An important part of the screening and diagnosing strategy is the molecular analysis determining whether the MLH1 promoter is hypermethylated. The presence of MLH1 promoter hypermethylation is associated with sporadic cancers, while the absence of methylation indicates Lynch syndrome.

MLH1 is a part of the cellular DNA repair system and specifically plays a role in the DNA mismatch repair pathway. The MLH1 gene is located on chromosome 3p21. The genes involved in DNA mismatch repair are highly conserved throughout evolution.

In humans, they exist as homologs of the prokaryotic MutS and MutL proteins, known as MSH2, MSH6, MLH1, MLH3, PMS1, and PMS2. In eukaryotes, the DNA mismatch repair proteins exert their functions as hetero-dimers rather than monomers.

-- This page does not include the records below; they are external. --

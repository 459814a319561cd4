//! Stuck-Rate Spike Detector
//!
//! Watches sub-stage dwell rates. Fires when the stuck share is elevated
//! (>25%) and either jumped versus the baseline window (>5pp) or is
//! absolutely high (>40%). Rates above 50% demand attention.

use smallvec::SmallVec;

use crate::alert::{Alert, AlertCategory, AlertStatus, Severity};
use crate::impact::{downstream_conversion_pct, estimate_impact};

use super::{AnomalyDetector, DetectorContext, Findings};

pub struct StuckSpikeDetector;

impl StuckSpikeDetector {
    fn weight(stuck: f64, delta: f64) -> u8 {
        (stuck + delta.max(0.0)).min(100.0) as u8
    }
}

impl AnomalyDetector for StuckSpikeDetector {
    fn name(&self) -> &'static str {
        "stuck-spike"
    }

    fn category(&self) -> AlertCategory {
        AlertCategory::StuckSpike
    }

    fn detect(&self, ctx: &DetectorContext<'_>) -> Findings {
        let mut out: Findings = SmallVec::new();
        let t = &ctx.config.thresholds.stuck;

        for ((stage_index, sub_stage), totals) in ctx.sub_current {
            let stuck = totals.stuck_pct;
            let baseline = ctx
                .sub_comparison
                .get(&(*stage_index, sub_stage.clone()))
                .map(|s| s.stuck_pct)
                .unwrap_or(0.0);
            let delta = stuck - baseline;

            let fired = stuck > t.min_stuck_pct
                && (delta > t.delta_trigger_pp || stuck > t.absolute_trigger_pct);
            if !fired {
                continue;
            }

            let severity = if stuck > t.high_pct {
                Severity::High
            } else {
                Severity::Medium
            };
            // already elevated last period => a tracked, known condition
            let status = if baseline > t.min_stuck_pct {
                AlertStatus::Known
            } else {
                AlertStatus::New
            };

            let lead_delta = totals.lead_count as f64 * delta.max(0.0) / 100.0;
            let downstream = downstream_conversion_pct(ctx.overall_current, *stage_index);
            let impact = estimate_impact(lead_delta, downstream, ctx.config.avg_ticket_lakhs);

            out.push(
                Alert::builder(AlertCategory::StuckSpike, severity)
                    .status(status)
                    .title(format!("{sub_stage}: {:.0}% of leads stuck", stuck))
                    .description(format!(
                        "{:.1}% of {} leads are dwelling at {} beyond the expected time \
                         (baseline {:.1}%, {:+.1}pp).",
                        stuck, totals.lead_count, sub_stage, baseline, delta
                    ))
                    .stage(sub_stage.clone(), *stage_index)
                    .metrics(stuck, baseline, delta)
                    .impact(impact.lost_loans, impact.impact_cr)
                    .impact_weight(Self::weight(stuck, delta))
                    .needs_attention(stuck > t.high_pct)
                    .build(),
            );
        }

        out
    }
}
//! Issue Lifecycle Engine
//!
//! Tracks every detected conversion-drop or stuck-spike finding through a
//! five-phase resolution lifecycle with quantified recovery. Phase state in
//! this reference implementation is simulated deterministically from a hash
//! of (lender, stage index) behind the `LifecyclePhaseProvider` trait, so a
//! production deployment can substitute event-sourced workflow state without
//! touching detection.

use serde::{Deserialize, Serialize};
use std::collections::BTreeMap;
use xxhash_rust::xxh3::xxh3_64;

use crate::alert::{Alert, AlertCategory};

/// Resolution phases, totally ordered and forward-only.
#[repr(u8)]
#[derive(Debug, Clone, Copy, PartialEq, Eq, PartialOrd, Ord, Serialize, Deserialize)]
#[serde(rename_all = "snake_case")]
pub enum IssuePhase {
    Identified = 1,
    RcaInProgress = 2,
    FixDeployed = 3,
    Validated = 4,
    Closed = 5,
}

impl IssuePhase {
    pub fn order(&self) -> u8 {
        *self as u8
    }

    pub fn name(&self) -> &'static str {
        match self {
            Self::Identified => "identified",
            Self::RcaInProgress => "rca_in_progress",
            Self::FixDeployed => "fix_deployed",
            Self::Validated => "validated",
            Self::Closed => "closed",
        }
    }
}

/// Phase and recovery state for one issue, plus the seed that produced it.
#[derive(Debug, Clone, Copy, PartialEq, Serialize, Deserialize)]
pub struct PhaseAssignment {
    pub phase: IssuePhase,
    /// Share of the lost metric recovered so far, 0–100.
    pub recovery_pct: f64,
    pub seed: u64,
}

/// Source of lifecycle state. The seeded implementation below simulates a
/// workflow store; production implementations read real resolution events
/// and must preserve the phase total order and recovery semantics.
pub trait LifecyclePhaseProvider: Send + Sync {
    fn assign(&self, lender: &str, stage_index: i64) -> PhaseAssignment;
}

/// Deterministic reference provider: `seed = xxh3(lender, stage) mod 10`
/// mapped onto the phase ladder. Identical inputs always produce identical
/// assignments.
pub struct SeededPhaseProvider;

impl SeededPhaseProvider {
    fn from_seed(seed: u64) -> PhaseAssignment {
        let (phase, recovery_pct) = match seed {
            0 | 1 => (IssuePhase::Identified, 0.0),
            2 | 3 => (IssuePhase::RcaInProgress, 0.0),
            4..=6 => (IssuePhase::FixDeployed, 30.0 + (seed - 4) as f64 * 28.0),
            7 | 8 => (IssuePhase::Validated, 60.0 + (seed - 7) as f64 * 36.0),
            _ => (IssuePhase::Closed, 95.0),
        };
        PhaseAssignment {
            phase,
            recovery_pct,
            seed,
        }
    }
}

impl LifecyclePhaseProvider for SeededPhaseProvider {
    fn assign(&self, lender: &str, stage_index: i64) -> PhaseAssignment {
        let key = format!("{lender}#{stage_index}");
        Self::from_seed(xxh3_64(key.as_bytes()) % 10)
    }
}

/// One root-cause/fix pairing from the operations playbook.
#[derive(Debug, Clone, Serialize, Deserialize)]
pub struct PlaybookEntry {
    pub root_cause: String,
    pub fix: String,
}

/// Injected content catalogs, keyed by issue category and consumed
/// round-robin. The defaults are dashboard placeholder copy.
#[derive(Debug, Clone, Serialize, Deserialize)]
pub struct PlaybookCatalog {
    pub owners: Vec<String>,
    pub conversion: Vec<PlaybookEntry>,
    pub stuck: Vec<PlaybookEntry>,
}

fn entry(root_cause: &str, fix: &str) -> PlaybookEntry {
    PlaybookEntry {
        root_cause: root_cause.into(),
        fix: fix.into(),
    }
}

impl Default for PlaybookCatalog {
    fn default() -> Self {
        Self {
            owners: vec![
                "Priya".into(),
                "Rahul".into(),
                "Sneha".into(),
                "Arjun".into(),
            ],
            conversion: vec![
                entry(
                    "Lender tightened credit policy for thin-file applicants",
                    "Reroute the affected segment to alternate lenders until the policy is revisited",
                ),
                entry(
                    "Bureau pull failures spiking on the lender integration",
                    "Enable fallback bureau and raise an incident with the lender's API team",
                ),
                entry(
                    "New consent screen adding friction mid-funnel",
                    "Shorten consent copy and prefill applicant data on the screen",
                ),
                entry(
                    "Offer page latency regression after the last release",
                    "Roll back the offer service to the previous build and re-run the journey",
                ),
            ],
            stuck: vec![
                entry(
                    "KYC vendor queue backed up beyond SLA",
                    "Shift overflow verification traffic to the secondary vendor",
                ),
                entry(
                    "Bank statement upload failing for large files",
                    "Raise the upload size limit and compress client-side",
                ),
                entry(
                    "Manual underwriting queue understaffed for current volume",
                    "Auto-approve the low-risk band and add a weekend shift",
                ),
            ],
        }
    }
}

/// One tracked issue derived from an originating alert.
#[derive(Debug, Clone, Serialize, Deserialize)]
pub struct IssueLifecycleItem {
    pub id: String,
    pub alert_id: String,
    pub category: AlertCategory,
    pub lender: Option<String>,
    pub stage: Option<String>,
    pub stage_index: Option<i64>,
    pub phase: IssuePhase,
    pub age_days: u32,
    pub owner: String,
    pub root_cause: String,
    pub fix: String,
    /// Metric at the moment the drop was detected.
    pub before_metric: f64,
    /// Metric implied by the recovery achieved so far.
    pub after_metric: f64,
    /// Metric once fully recovered to the baseline.
    pub target_metric: f64,
    pub recovery_pct: f64,
    /// Currency recovered so far: impact × recovery share.
    pub recovered_cr: f64,
}

/// Recovered currency rolled up per owner and per phase.
#[derive(Debug, Clone, Default, Serialize, Deserialize)]
pub struct RecoveryLedger {
    pub by_owner: BTreeMap<String, f64>,
    pub by_phase: BTreeMap<String, f64>,
    pub total_recovered_cr: f64,
}

impl RecoveryLedger {
    pub fn from_items(items: &[IssueLifecycleItem]) -> Self {
        let mut ledger = Self::default();
        for item in items {
            *ledger.by_owner.entry(item.owner.clone()).or_insert(0.0) += item.recovered_cr;
            *ledger
                .by_phase
                .entry(item.phase.name().to_string())
                .or_insert(0.0) += item.recovered_cr;
            ledger.total_recovered_cr += item.recovered_cr;
        }
        ledger
    }
}

const CONVERSION_AGE_CAP: u32 = 30;
const STUCK_AGE_CAP: u32 = 20;

/// Derives lifecycle items from the run's alert list.
pub struct IssueLifecycleEngine {
    provider: Box<dyn LifecyclePhaseProvider>,
    catalog: PlaybookCatalog,
}

impl Default for IssueLifecycleEngine {
    fn default() -> Self {
        Self::new(Box::new(SeededPhaseProvider), PlaybookCatalog::default())
    }
}

impl IssueLifecycleEngine {
    pub fn new(provider: Box<dyn LifecyclePhaseProvider>, catalog: PlaybookCatalog) -> Self {
        Self { provider, catalog }
    }

    /// Build lifecycle items for every conversion-drop and stuck-spike alert,
    /// in alert order. Pure: identical alert lists yield identical items.
    pub fn derive(&self, alerts: &[Alert]) -> Vec<IssueLifecycleItem> {
        let mut items = Vec::new();
        let mut conversion_rr = 0usize;
        let mut stuck_rr = 0usize;

        for alert in alerts {
            let playbook = match alert.category {
                AlertCategory::ConversionDrop => {
                    let i = conversion_rr;
                    conversion_rr += 1;
                    pick(&self.catalog.conversion, i)
                }
                AlertCategory::StuckSpike => {
                    let i = stuck_rr;
                    stuck_rr += 1;
                    pick(&self.catalog.stuck, i)
                }
                _ => continue,
            };
            let Some(playbook) = playbook else { continue };

            let lender = alert.lender.as_deref().unwrap_or("overall");
            let stage_index = alert.stage_index.unwrap_or(0);
            let assignment = self.provider.assign(lender, stage_index);
            let recovery = assignment.recovery_pct / 100.0;

            let (age_days, after_metric, target_metric) = match alert.category {
                AlertCategory::ConversionDrop => {
                    let drop = alert.change_pct.abs();
                    let age = (drop.round() as u64 + assignment.seed).min(CONVERSION_AGE_CAP as u64);
                    (
                        age as u32,
                        alert.metric_value + drop * recovery,
                        alert.metric_value + drop,
                    )
                }
                _ => {
                    let improvement = alert.change_pct.max(0.0);
                    let raw_age = (alert.baseline_value - alert.change_pct).round().max(0.0);
                    let age = (raw_age as u64 + assignment.seed).min(STUCK_AGE_CAP as u64);
                    (
                        age as u32,
                        alert.metric_value - improvement * recovery,
                        alert.metric_value - improvement,
                    )
                }
            };

            let owner = pick(&self.catalog.owners, items.len())
                .cloned()
                .unwrap_or_default();

            items.push(IssueLifecycleItem {
                id: format!("issue:{}", alert.id),
                alert_id: alert.id.clone(),
                category: alert.category,
                lender: alert.lender.clone(),
                stage: alert.stage.clone(),
                stage_index: alert.stage_index,
                phase: assignment.phase,
                age_days,
                owner,
                root_cause: playbook.root_cause.clone(),
                fix: playbook.fix.clone(),
                before_metric: alert.metric_value,
                after_metric,
                target_metric,
                recovery_pct: assignment.recovery_pct,
                recovered_cr: alert.impact_cr * recovery,
            });
        }

        items
    }
}

fn pick<T>(pool: &[T], index: usize) -> Option<&T> {
    if pool.is_empty() {
        None
    } else {
        Some(&pool[index % pool.len()])
    }
}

The MutS homologs exist in two forms, MutSα (MSH2-MSH6) and MutSβ (MSH2-MSH3). MutSα handles single-base mismatches and small insertion/deletion (indel) mismatches, while MutSβ repairs larger indel mismatches. The MutL homologs exist as three heterodimers, MutLα (MLH1-PMS2), MutLβ (MLH1-PMS1), and MutLγ (MLH1-MLH3). MutLα is the most active complex and supports repair initiated by the MutS complex.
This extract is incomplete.